[Collected data entries]
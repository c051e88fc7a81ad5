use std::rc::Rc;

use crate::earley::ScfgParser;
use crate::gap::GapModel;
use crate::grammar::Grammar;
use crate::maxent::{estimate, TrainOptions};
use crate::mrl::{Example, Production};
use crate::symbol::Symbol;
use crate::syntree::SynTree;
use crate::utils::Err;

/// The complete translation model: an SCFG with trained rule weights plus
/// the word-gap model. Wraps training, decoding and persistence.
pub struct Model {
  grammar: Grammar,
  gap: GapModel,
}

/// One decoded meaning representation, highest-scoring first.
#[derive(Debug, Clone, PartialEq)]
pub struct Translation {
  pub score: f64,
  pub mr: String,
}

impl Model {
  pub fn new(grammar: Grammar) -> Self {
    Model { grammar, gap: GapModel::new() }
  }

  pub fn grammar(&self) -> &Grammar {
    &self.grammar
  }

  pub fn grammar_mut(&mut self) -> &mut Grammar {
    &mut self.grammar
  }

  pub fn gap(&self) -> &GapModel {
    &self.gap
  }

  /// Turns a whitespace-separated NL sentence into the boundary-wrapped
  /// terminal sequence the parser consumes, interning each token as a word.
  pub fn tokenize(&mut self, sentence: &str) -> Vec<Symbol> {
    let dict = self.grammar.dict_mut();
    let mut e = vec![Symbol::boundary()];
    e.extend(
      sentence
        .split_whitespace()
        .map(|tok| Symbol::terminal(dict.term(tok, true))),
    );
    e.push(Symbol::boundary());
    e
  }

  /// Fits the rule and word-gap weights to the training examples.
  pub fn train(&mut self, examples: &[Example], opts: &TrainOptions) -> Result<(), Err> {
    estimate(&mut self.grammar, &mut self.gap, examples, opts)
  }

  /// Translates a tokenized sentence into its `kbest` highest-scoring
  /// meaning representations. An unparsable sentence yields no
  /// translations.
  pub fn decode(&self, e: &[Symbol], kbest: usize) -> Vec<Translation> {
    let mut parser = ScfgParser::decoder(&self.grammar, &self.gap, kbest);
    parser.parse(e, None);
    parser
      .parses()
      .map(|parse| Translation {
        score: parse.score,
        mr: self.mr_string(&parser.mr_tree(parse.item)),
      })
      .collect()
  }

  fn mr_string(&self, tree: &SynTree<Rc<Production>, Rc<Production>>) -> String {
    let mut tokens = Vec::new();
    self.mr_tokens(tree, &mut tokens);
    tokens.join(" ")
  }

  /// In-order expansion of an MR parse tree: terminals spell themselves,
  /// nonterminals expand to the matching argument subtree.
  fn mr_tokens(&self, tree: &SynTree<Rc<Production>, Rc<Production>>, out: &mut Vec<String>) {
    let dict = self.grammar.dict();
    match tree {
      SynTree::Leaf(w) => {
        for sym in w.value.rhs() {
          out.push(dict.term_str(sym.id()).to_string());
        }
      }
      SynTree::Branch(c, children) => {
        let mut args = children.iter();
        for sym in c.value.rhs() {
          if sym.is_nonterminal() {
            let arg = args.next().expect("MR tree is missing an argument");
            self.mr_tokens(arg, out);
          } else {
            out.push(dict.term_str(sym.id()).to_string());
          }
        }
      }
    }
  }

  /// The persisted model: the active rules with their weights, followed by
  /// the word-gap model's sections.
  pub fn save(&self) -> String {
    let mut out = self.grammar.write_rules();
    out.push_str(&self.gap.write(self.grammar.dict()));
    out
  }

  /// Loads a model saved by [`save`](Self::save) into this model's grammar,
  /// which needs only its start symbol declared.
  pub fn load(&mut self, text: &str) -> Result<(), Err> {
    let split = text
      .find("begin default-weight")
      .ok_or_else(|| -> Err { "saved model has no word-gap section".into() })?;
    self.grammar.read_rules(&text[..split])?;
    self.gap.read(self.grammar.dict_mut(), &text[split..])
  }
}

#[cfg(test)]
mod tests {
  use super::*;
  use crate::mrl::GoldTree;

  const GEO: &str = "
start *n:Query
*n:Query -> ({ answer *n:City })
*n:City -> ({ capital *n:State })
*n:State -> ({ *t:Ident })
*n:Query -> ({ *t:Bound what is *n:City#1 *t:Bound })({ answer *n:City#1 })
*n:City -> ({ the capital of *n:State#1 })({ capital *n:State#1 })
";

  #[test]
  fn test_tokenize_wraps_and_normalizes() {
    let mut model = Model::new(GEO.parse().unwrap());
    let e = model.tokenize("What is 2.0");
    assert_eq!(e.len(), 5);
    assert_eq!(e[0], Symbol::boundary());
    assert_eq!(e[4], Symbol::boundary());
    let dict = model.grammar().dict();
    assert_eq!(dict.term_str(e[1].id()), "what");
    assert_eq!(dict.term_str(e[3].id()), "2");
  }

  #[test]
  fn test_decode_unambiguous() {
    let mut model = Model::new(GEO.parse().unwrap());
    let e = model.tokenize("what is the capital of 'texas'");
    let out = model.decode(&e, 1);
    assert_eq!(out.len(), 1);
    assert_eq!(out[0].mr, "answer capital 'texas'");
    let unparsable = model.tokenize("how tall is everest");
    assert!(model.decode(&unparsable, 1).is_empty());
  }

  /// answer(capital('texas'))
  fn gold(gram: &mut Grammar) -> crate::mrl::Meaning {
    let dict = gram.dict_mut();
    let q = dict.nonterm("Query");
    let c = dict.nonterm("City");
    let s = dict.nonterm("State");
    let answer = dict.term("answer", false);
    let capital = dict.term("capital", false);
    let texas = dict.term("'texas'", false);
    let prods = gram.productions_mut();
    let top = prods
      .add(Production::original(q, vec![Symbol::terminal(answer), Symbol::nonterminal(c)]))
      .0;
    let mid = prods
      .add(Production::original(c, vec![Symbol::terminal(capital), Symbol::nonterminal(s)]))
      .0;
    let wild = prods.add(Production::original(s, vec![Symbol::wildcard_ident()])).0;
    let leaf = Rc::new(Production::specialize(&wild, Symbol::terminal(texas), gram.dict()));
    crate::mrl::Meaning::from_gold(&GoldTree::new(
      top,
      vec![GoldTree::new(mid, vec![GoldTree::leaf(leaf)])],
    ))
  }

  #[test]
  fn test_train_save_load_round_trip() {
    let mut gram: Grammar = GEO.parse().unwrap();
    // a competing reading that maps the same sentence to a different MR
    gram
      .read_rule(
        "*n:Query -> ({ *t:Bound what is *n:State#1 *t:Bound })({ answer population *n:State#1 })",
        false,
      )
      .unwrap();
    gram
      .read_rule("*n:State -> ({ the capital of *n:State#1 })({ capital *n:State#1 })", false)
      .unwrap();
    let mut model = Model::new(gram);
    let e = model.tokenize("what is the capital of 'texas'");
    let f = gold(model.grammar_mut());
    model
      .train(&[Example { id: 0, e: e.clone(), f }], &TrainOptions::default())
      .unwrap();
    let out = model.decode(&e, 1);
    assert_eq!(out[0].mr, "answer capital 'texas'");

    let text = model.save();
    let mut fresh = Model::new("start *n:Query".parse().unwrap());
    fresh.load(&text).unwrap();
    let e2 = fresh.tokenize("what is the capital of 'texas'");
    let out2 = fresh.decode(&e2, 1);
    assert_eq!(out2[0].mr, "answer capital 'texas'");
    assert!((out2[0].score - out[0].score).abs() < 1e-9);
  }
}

### Exercise brief
Print the records again in their entirety, character for character.

### Your solution
repository c051e88fc7a81ad5
use std::rc::Rc;

use crate::earley::ScfgParser;
use crate::gap::GapModel;
use crate::grammar::Grammar;
use crate::maxent::{estimate, TrainOptions};
use crate::mrl::{Example, Production};
use crate::symbol::Symbol;
use crate::syntree::SynTree;
use crate::utils::Err;

/// The complete translation model: an SCFG with trained rule weights plus
/// the word-gap model. Wraps training, decoding and persistence.
pub struct Model {
  grammar: Grammar,
  gap: GapModel,
}

/// One decoded meaning representation, highest-scoring first.
#[derive(Debug, Clone, PartialEq)]
pub struct Translation {
  pub score: f64,
  pub mr: String,
}

impl Model {
  pub fn new(grammar: Grammar) -> Self {
    Model { grammar, gap: GapModel::new() }
  }

  pub fn grammar(&self) -> &Grammar {
    &self.grammar
  }

  pub fn grammar_mut(&mut self) -> &mut Grammar {
    &mut self.grammar
  }

  pub fn gap(&self) -> &GapModel {
    &self.gap
  }

  /// Turns a whitespace-separated NL sentence into the boundary-wrapped
  /// terminal sequence the parser consumes, interning each token as a word.
  pub fn tokenize(&mut self, sentence: &str) -> Vec<Symbol> {
    let dict = self.grammar.dict_mut();
    let mut e = vec![Symbol::boundary()];
    e.extend(
      sentence
        .split_whitespace()
        .map(|tok| Symbol::terminal(dict.term(tok, true))),
    );
    e.push(Symbol::boundary());
    e
  }

  /// Fits the rule and word-gap weights to the training examples.
  pub fn train(&mut self, examples: &[Example], opts: &TrainOptions) -> Result<(), Err> {
    estimate(&mut self.grammar, &mut self.gap, examples, opts)
  }

  /// Translates a tokenized sentence into its `kbest` highest-scoring
  /// meaning representations. An unparsable sentence yields no
  /// translations.
  pub fn decode(&self, e: &[Symbol], kbest: usize) -> Vec<Translation> {
    let mut parser = ScfgParser::decoder(&self.grammar, &self.gap, kbest);
    parser.parse(e, None);
    parser
      .parses()
      .map(|parse| Translation {
        score: parse.score,
        mr: self.mr_string(&parser.mr_tree(parse.item)),
      })
      .collect()
  }

  fn mr_string(&self, tree: &SynTree<Rc<Production>, Rc<Production>>) -> String {
    let mut tokens = Vec::new();
    self.mr_tokens(tree, &mut tokens);
    tokens.join(" ")
  }

  /// In-order expansion of an MR parse tree: terminals spell themselves,
  /// nonterminals expand to the matching argument subtree.
  fn mr_tokens(&self, tree: &SynTree<Rc<Production>, Rc<Production>>, out: &mut Vec<String>) {
    let dict = self.grammar.dict();
    match tree {
      SynTree::Leaf(w) => {
        for sym in w.value.rhs() {
          out.push(dict.term_str(sym.id()).to_string());
        }
      }
      SynTree::Branch(c, children) => {
        let mut args = children.iter();
        for sym in c.value.rhs() {
          if sym.is_nonterminal() {
            let arg = args.next().expect("MR tree is missing an argument");
            self.mr_tokens(arg, out);
          } else {
            out.push(dict.term_str(sym.id()).to_string());
          }
        }
      }
    }
  }

  /// The persisted model: the active rules with their weights, followed by
  /// the word-gap model's sections.
  pub fn save(&self) -> String {
    let mut out = self.grammar.write_rules();
    out.push_str(&self.gap.write(self.grammar.dict()));
    out
  }

  /// Loads a model saved by [`save`](Self::save) into this model's grammar,
  /// which needs only its start symbol declared.
  pub fn load(&mut self, text: &str) -> Result<(), Err> {
    let split = text
      .find("begin default-weight")
      .ok_or_else(|| -> Err { "saved model has no word-gap section".into() })?;
    self.grammar.read_rules(&text[..split])?;
    self.gap.read(self.grammar.dict_mut(), &text[split..])
  }
}

#[cfg(test)]
mod tests {
  use super::*;
  use crate::mrl::GoldTree;

  const GEO: &str = "
start *n:Query
*n:Query -> ({ answer *n:City })
*n:City -> ({ capital *n:State })
*n:State -> ({ *t:Ident })
*n:Query -> ({ *t:Bound what is *n:City#1 *t:Bound })({ answer *n:City#1 })
*n:City -> ({ the capital of *n:State#1 })({ capital *n:State#1 })
";

  #[test]
  fn test_tokenize_wraps_and_normalizes() {
    let mut model = Model::new(GEO.parse().unwrap());
    let e = model.tokenize("What is 2.0");
    assert_eq!(e.len(), 5);
    assert_eq!(e[0], Symbol::boundary());
    assert_eq!(e[4], Symbol::boundary());
    let dict = model.grammar().dict();
    assert_eq!(dict.term_str(e[1].id()), "what");
    assert_eq!(dict.term_str(e[3].id()), "2");
  }

  #[test]
  fn test_decode_unambiguous() {
    let mut model = Model::new(GEO.parse().unwrap());
    let e = model.tokenize("what is the capital of 'texas'");
    let out = model.decode(&e, 1);
    assert_eq!(out.len(), 1);
    assert_eq!(out[0].mr, "answer capital 'texas'");
    let unparsable = model.tokenize("how tall is everest");
    assert!(model.decode(&unparsable, 1).is_empty());
  }

  /// answer(capital('texas'))
  fn gold(gram: &mut Grammar) -> crate::mrl::Meaning {
    let dict = gram.dict_mut();
    let q = dict.nonterm("Query");
    let c = dict.nonterm("City");
    let s = dict.nonterm("State");
    let answer = dict.term("answer", false);
    let capital = dict.term("capital", false);
    let texas = dict.term("'texas'", false);
    let prods = gram.productions_mut();
    let top = prods
      .add(Production::original(q, vec![Symbol::terminal(answer), Symbol::nonterminal(c)]))
      .0;
    let mid = prods
      .add(Production::original(c, vec![Symbol::terminal(capital), Symbol::nonterminal(s)]))
      .0;
    let wild = prods.add(Production::original(s, vec![Symbol::wildcard_ident()])).0;
    let leaf = Rc::new(Production::specialize(&wild, Symbol::terminal(texas), gram.dict()));
    crate::mrl::Meaning::from_gold(&GoldTree::new(
      top,
      vec![GoldTree::new(mid, vec![GoldTree::leaf(leaf)])],
    ))
  }

  #[test]
  fn test_train_save_load_round_trip() {
    let mut gram: Grammar = GEO.parse().unwrap();
    // a competing reading that maps the same sentence to a different MR
    gram
      .read_rule(
        "*n:Query -> ({ *t:Bound what is *n:State#1 *t:Bound })({ answer population *n:State#1 })",
        false,
      )
      .unwrap();
    gram
      .read_rule("*n:State -> ({ the capital of *n:State#1 })({ capital *n:State#1 })", false)
      .unwrap();
    let mut model = Model::new(gram);
    let e = model.tokenize("what is the capital of 'texas'");
    let f = gold(model.grammar_mut());
    model
      .train(&[Example { id: 0, e: e.clone(), f }], &TrainOptions::default())
      .unwrap();
    let out = model.decode(&e, 1);
    assert_eq!(out[0].mr, "answer capital 'texas'");

    let text = model.save();
    let mut fresh = Model::new("start *n:Query".parse().unwrap());
    fresh.load(&text).unwrap();
    let e2 = fresh.tokenize("what is the capital of 'texas'");
    let out2 = fresh.decode(&e2, 1);
    assert_eq!(out2[0].mr, "answer capital 'texas'");
    assert!((out2[0].score - out[0].score).abs() < 1e-9);
  }
}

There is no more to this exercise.